For the NSA, terrorism > privacy _every time_. For Karunamon, "censorship" >
privacy _every time_. In both cases, the mechanism is an appeal to security in
order to avoid a more nuanced discussion of the issue.

> to scrub the entire internet of information

And this is where the rubber hits the road. _" Any possible risk of <bad thing
here> means privacy doesn't matter"_. That's the sort of crap reasoning used
by the NSA.

The fact is that the risk of what you're describing is incredibly low, and the
good of the law outweighs even a high-magnitude abuse because effectively
abusing this law in that manner is highly unlikely to succeed.

This is what I mean.
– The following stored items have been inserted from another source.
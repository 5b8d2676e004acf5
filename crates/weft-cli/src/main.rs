//! weft: runs a dynamic expansion against an in-memory event log and prints
//! the resulting events.

use std::path::PathBuf;
use std::sync::Arc;

use anyhow::Context;
use clap::Parser;
use serde_json::{json, Value};
use tracing::info;
use tracing_subscriber::EnvFilter;

use weft_core::domain::{InvocationSpec, TaskSpec, WorkflowSpec, WORKFLOWS_RUNTIME};
use weft_core::impls::{
    InMemoryEventStore, JsonCodec, MetaResolver, StaticResolver, WorkflowRuntimeResolver,
};
use weft_core::ports::InvocationClient;
use weft_core::{DynamicApi, EngineConfig, InvocationApi, WorkflowApi};

#[derive(Debug, Parser)]
#[command(name = "weft", about = "Expand a task of a running invocation into a nested workflow")]
struct Args {
    /// Engine config (JSON). Defaults apply when omitted.
    #[arg(long)]
    config: Option<PathBuf>,

    /// Function run by the root task and by the generated task.
    #[arg(long, default_value = "someFn")]
    function: String,

    /// Task of the root workflow that produces the dynamic task.
    #[arg(long, default_value = "task-parent")]
    parent_task: String,
}

#[tokio::main]
async fn main() -> anyhow::Result<()> {
    tracing_subscriber::fmt()
        .with_env_filter(EnvFilter::try_from_default_env().unwrap_or_else(|_| EnvFilter::new("info")))
        .with_writer(std::io::stderr)
        .init();

    let args = Args::parse();
    let config = match &args.config {
        Some(path) => EngineConfig::load(path)
            .with_context(|| format!("loading config {}", path.display()))?,
        None => EngineConfig::default(),
    };

    // (A) log + collaborators
    let store = Arc::new(InMemoryEventStore::new());
    let resolver = MetaResolver::new()
        .with_runtime("mock", Arc::new(StaticResolver::allow_all()))
        .with_runtime(
            WORKFLOWS_RUNTIME,
            Arc::new(WorkflowRuntimeResolver::new(store.clone())),
        );
    let workflows = Arc::new(WorkflowApi::new(store.clone(), Arc::new(resolver)));
    let invocations = Arc::new(InvocationApi::new(store.clone()));
    let dynamic = DynamicApi::new(
        workflows.clone(),
        invocations.clone(),
        Arc::new(JsonCodec::new()),
        config,
    );

    // (B) root workflow, parsed and invoked
    let spec = WorkflowSpec::new()
        .with_output(args.parent_task.clone())
        .with_task(args.parent_task.clone(), TaskSpec::new(args.function.clone()));
    let workflow_id = workflows.create(&spec).await.context("creating workflow")?;
    let workflow = workflows.get(&workflow_id).await?;
    workflows
        .parse(workflow.workflow())
        .await
        .context("parsing workflow")?;
    let invocation_id = invocations
        .invoke(InvocationSpec::new(workflow_id.clone()))
        .await
        .context("invoking workflow")?;

    // (C) the parent task produces more work
    let proxy = dynamic
        .add_dynamic_task(&invocation_id, &args.parent_task, TaskSpec::new(args.function))
        .await
        .context("expanding parent task")?;
    info!(proxy = %proxy.id(), function = %proxy.spec.function_ref, "expansion done");

    let events: Vec<Value> = store
        .snapshot()
        .await
        .into_iter()
        .map(|event| {
            let data = serde_json::from_slice(&event.data).unwrap_or(Value::Null);
            json!({
                "id": event.id,
                "type": event.event_type,
                "aggregate": event.aggregate.to_string(),
                "timestamp": event.timestamp,
                "data": data,
            })
        })
        .collect();
    println!("{}", serde_json::to_string_pretty(&events)?);
    Ok(())
}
After rejecting the "stop <bad thing here> at all costs!"
logic, we can do an actual cost-benefit analysis and take into account the
extremely low probability of <bad thing here> actually happening.

The information is still there, but private citizens don't need to pay
hundreds/thousands to SEO firms in order to get embarrassing gossip sites off
the first page of Google results.

Let's be clear: the dichotomy in this case is between lazy reporter's and SEO
firm's right to profit, and an individual citizen's right to privacy. Since I
view lazy reporters and SEO as parasites anyways, the choice is clear for me.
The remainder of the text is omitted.